START Data
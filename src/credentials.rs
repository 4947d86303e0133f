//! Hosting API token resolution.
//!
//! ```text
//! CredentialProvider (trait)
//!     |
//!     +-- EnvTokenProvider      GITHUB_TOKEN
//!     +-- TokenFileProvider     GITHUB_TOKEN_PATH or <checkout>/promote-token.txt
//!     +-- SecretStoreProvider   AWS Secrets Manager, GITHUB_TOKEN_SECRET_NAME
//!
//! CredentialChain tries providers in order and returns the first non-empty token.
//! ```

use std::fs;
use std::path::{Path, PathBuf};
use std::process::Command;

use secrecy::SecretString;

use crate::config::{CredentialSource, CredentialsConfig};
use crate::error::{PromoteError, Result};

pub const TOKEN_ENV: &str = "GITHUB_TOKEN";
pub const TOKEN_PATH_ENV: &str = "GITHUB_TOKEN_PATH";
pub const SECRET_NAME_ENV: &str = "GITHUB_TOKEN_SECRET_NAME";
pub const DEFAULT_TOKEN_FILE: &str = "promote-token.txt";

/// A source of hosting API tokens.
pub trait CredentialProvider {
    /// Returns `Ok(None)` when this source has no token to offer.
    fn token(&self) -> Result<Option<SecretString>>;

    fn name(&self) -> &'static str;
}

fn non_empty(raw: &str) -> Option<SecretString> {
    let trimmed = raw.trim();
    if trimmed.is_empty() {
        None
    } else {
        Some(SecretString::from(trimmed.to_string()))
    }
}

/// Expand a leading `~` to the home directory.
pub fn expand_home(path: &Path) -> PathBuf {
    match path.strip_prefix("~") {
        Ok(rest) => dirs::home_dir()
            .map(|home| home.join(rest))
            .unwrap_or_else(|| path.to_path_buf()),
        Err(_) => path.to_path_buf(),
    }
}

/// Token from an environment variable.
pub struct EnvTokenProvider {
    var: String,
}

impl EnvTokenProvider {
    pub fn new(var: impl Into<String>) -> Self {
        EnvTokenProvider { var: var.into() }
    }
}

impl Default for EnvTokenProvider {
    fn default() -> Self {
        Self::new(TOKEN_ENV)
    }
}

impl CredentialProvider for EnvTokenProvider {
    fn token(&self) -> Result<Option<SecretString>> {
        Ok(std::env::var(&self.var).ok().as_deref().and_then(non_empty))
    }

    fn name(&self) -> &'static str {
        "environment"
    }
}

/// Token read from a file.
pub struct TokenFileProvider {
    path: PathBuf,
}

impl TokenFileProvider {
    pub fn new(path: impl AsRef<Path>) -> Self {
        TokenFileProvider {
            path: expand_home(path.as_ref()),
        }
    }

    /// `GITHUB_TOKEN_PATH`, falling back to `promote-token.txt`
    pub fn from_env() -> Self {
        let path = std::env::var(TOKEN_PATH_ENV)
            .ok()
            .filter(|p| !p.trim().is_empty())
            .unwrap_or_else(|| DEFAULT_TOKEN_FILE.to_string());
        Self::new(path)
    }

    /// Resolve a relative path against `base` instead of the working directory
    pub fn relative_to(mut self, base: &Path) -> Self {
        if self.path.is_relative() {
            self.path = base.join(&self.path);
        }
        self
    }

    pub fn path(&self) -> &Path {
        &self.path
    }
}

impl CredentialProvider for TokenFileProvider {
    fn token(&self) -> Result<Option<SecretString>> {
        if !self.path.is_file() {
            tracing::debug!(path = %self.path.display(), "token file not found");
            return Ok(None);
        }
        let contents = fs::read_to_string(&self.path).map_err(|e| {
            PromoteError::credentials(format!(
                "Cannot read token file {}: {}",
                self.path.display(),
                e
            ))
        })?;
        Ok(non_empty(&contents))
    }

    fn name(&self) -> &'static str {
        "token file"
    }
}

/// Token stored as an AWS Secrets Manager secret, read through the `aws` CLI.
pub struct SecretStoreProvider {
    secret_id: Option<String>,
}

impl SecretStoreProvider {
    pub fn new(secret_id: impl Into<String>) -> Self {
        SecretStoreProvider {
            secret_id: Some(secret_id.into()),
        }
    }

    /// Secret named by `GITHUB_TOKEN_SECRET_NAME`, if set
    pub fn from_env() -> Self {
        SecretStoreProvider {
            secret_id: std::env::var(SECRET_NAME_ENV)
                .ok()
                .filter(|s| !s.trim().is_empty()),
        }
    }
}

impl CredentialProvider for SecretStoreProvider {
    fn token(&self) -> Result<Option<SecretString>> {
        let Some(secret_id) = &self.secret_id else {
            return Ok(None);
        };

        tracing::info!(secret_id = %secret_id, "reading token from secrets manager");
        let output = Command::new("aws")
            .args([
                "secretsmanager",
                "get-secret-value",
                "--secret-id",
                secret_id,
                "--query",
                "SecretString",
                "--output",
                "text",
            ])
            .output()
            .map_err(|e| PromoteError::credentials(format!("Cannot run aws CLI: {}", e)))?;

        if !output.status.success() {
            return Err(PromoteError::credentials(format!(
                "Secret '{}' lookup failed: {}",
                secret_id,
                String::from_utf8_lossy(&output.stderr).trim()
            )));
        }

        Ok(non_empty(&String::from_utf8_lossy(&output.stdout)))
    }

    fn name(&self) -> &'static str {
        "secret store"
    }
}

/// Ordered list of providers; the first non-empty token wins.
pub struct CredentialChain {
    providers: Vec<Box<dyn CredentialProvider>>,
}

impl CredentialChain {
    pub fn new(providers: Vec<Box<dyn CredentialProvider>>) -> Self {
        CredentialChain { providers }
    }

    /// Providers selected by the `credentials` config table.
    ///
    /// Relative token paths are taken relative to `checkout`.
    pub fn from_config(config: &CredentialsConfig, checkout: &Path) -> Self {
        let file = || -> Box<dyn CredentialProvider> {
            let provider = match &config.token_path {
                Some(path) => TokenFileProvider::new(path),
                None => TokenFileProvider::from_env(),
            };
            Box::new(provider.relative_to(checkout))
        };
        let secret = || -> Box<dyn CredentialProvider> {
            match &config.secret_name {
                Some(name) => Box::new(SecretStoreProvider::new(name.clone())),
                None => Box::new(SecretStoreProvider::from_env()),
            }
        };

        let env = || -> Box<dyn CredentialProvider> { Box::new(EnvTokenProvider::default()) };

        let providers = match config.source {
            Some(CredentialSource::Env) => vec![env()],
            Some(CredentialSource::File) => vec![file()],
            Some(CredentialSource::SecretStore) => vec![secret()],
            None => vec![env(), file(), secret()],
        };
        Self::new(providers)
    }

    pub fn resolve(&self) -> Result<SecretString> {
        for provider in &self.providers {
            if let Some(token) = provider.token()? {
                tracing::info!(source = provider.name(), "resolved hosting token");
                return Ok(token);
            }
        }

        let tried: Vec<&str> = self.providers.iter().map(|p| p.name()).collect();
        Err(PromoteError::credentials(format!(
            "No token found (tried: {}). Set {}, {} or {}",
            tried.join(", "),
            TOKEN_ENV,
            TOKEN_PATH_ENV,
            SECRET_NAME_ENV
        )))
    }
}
END Data
Your goal: Retype each line above with no alterations.

Reply:
filename src/credentials.rs
repository 4947d86303e0133f
//! Hosting API token resolution.
//!
//! ```text
//! CredentialProvider (trait)
//!     |
//!     +-- EnvTokenProvider      GITHUB_TOKEN
//!     +-- TokenFileProvider     GITHUB_TOKEN_PATH or <checkout>/promote-token.txt
//!     +-- SecretStoreProvider   AWS Secrets Manager, GITHUB_TOKEN_SECRET_NAME
//!
//! CredentialChain tries providers in order and returns the first non-empty token.
//! ```

use std::fs;
use std::path::{Path, PathBuf};
use std::process::Command;

use secrecy::SecretString;

use crate::config::{CredentialSource, CredentialsConfig};
use crate::error::{PromoteError, Result};

pub const TOKEN_ENV: &str = "GITHUB_TOKEN";
pub const TOKEN_PATH_ENV: &str = "GITHUB_TOKEN_PATH";
pub const SECRET_NAME_ENV: &str = "GITHUB_TOKEN_SECRET_NAME";
pub const DEFAULT_TOKEN_FILE: &str = "promote-token.txt";

/// A source of hosting API tokens.
pub trait CredentialProvider {
    /// Returns `Ok(None)` when this source has no token to offer.
    fn token(&self) -> Result<Option<SecretString>>;

    fn name(&self) -> &'static str;
}

fn non_empty(raw: &str) -> Option<SecretString> {
    let trimmed = raw.trim();
    if trimmed.is_empty() {
        None
    } else {
        Some(SecretString::from(trimmed.to_string()))
    }
}

/// Expand a leading `~` to the home directory.
pub fn expand_home(path: &Path) -> PathBuf {
    match path.strip_prefix("~") {
        Ok(rest) => dirs::home_dir()
            .map(|home| home.join(rest))
            .unwrap_or_else(|| path.to_path_buf()),
        Err(_) => path.to_path_buf(),
    }
}

/// Token from an environment variable.
pub struct EnvTokenProvider {
    var: String,
}

impl EnvTokenProvider {
    pub fn new(var: impl Into<String>) -> Self {
        EnvTokenProvider { var: var.into() }
    }
}

impl Default for EnvTokenProvider {
    fn default() -> Self {
        Self::new(TOKEN_ENV)
    }
}

impl CredentialProvider for EnvTokenProvider {
    fn token(&self) -> Result<Option<SecretString>> {
        Ok(std::env::var(&self.var).ok().as_deref().and_then(non_empty))
    }

    fn name(&self) -> &'static str {
        "environment"
    }
}

/// Token read from a file.
pub struct TokenFileProvider {
    path: PathBuf,
}

impl TokenFileProvider {
    pub fn new(path: impl AsRef<Path>) -> Self {
        TokenFileProvider {
            path: expand_home(path.as_ref()),
        }
    }

    /// `GITHUB_TOKEN_PATH`, falling back to `promote-token.txt`
    pub fn from_env() -> Self {
        let path = std::env::var(TOKEN_PATH_ENV)
            .ok()
            .filter(|p| !p.trim().is_empty())
            .unwrap_or_else(|| DEFAULT_TOKEN_FILE.to_string());
        Self::new(path)
    }

    /// Resolve a relative path against `base` instead of the working directory
    pub fn relative_to(mut self, base: &Path) -> Self {
        if self.path.is_relative() {
            self.path = base.join(&self.path);
        }
        self
    }

    pub fn path(&self) -> &Path {
        &self.path
    }
}

impl CredentialProvider for TokenFileProvider {
    fn token(&self) -> Result<Option<SecretString>> {
        if !self.path.is_file() {
            tracing::debug!(path = %self.path.display(), "token file not found");
            return Ok(None);
        }
        let contents = fs::read_to_string(&self.path).map_err(|e| {
            PromoteError::credentials(format!(
                "Cannot read token file {}: {}",
                self.path.display(),
                e
            ))
        })?;
        Ok(non_empty(&contents))
    }

    fn name(&self) -> &'static str {
        "token file"
    }
}

/// Token stored as an AWS Secrets Manager secret, read through the `aws` CLI.
pub struct SecretStoreProvider {
    secret_id: Option<String>,
}

impl SecretStoreProvider {
    pub fn new(secret_id: impl Into<String>) -> Self {
        SecretStoreProvider {
            secret_id: Some(secret_id.into()),
        }
    }

    /// Secret named by `GITHUB_TOKEN_SECRET_NAME`, if set
    pub fn from_env() -> Self {
        SecretStoreProvider {
            secret_id: std::env::var(SECRET_NAME_ENV)
                .ok()
                .filter(|s| !s.trim().is_empty()),
        }
    }
}

impl CredentialProvider for SecretStoreProvider {
    fn token(&self) -> Result<Option<SecretString>> {
        let Some(secret_id) = &self.secret_id else {
            return Ok(None);
        };

        tracing::info!(secret_id = %secret_id, "reading token from secrets manager");
        let output = Command::new("aws")
            .args([
                "secretsmanager",
                "get-secret-value",
                "--secret-id",
                secret_id,
                "--query",
                "SecretString",
                "--output",
                "text",
            ])
            .output()
            .map_err(|e| PromoteError::credentials(format!("Cannot run aws CLI: {}", e)))?;

        if !output.status.success() {
            return Err(PromoteError::credentials(format!(
                "Secret '{}' lookup failed: {}",
                secret_id,
                String::from_utf8_lossy(&output.stderr).trim()
            )));
        }

        Ok(non_empty(&String::from_utf8_lossy(&output.stdout)))
    }

    fn name(&self) -> &'static str {
        "secret store"
    }
}

/// Ordered list of providers; the first non-empty token wins.
pub struct CredentialChain {
    providers: Vec<Box<dyn CredentialProvider>>,
}

impl CredentialChain {
    pub fn new(providers: Vec<Box<dyn CredentialProvider>>) -> Self {
        CredentialChain { providers }
    }

    /// Providers selected by the `credentials` config table.
    ///
    /// Relative token paths are taken relative to `checkout`.
    pub fn from_config(config: &CredentialsConfig, checkout: &Path) -> Self {
        let file = || -> Box<dyn CredentialProvider> {
            let provider = match &config.token_path {
                Some(path) => TokenFileProvider::new(path),
                None => TokenFileProvider::from_env(),
            };
            Box::new(provider.relative_to(checkout))
        };
        let secret = || -> Box<dyn CredentialProvider> {
            match &config.secret_name {
                Some(name) => Box::new(SecretStoreProvider::new(name.clone())),
                None => Box::new(SecretStoreProvider::from_env()),
            }
        };

        let env = || -> Box<dyn CredentialProvider> { Box::new(EnvTokenProvider::default()) };

        let providers = match config.source {
            Some(CredentialSource::Env) => vec![env()],
            Some(CredentialSource::File) => vec![file()],
            Some(CredentialSource::SecretStore) => vec![secret()],
            None => vec![env(), file(), secret()],
        };
        Self::new(providers)
    }

    pub fn resolve(&self) -> Result<SecretString> {
        for provider in &self.providers {
            if let Some(token) = provider.token()? {
                tracing::info!(source = provider.name(), "resolved hosting token");
                return Ok(token);
            }
        }

        let tried: Vec<&str> = self.providers.iter().map(|p| p.name()).collect();
        Err(PromoteError::credentials(format!(
            "No token found (tried: {}). Set {}, {} or {}",
            tried.join(", "),
            TOKEN_ENV,
            TOKEN_PATH_ENV,
            SECRET_NAME_ENV
        )))
    }
}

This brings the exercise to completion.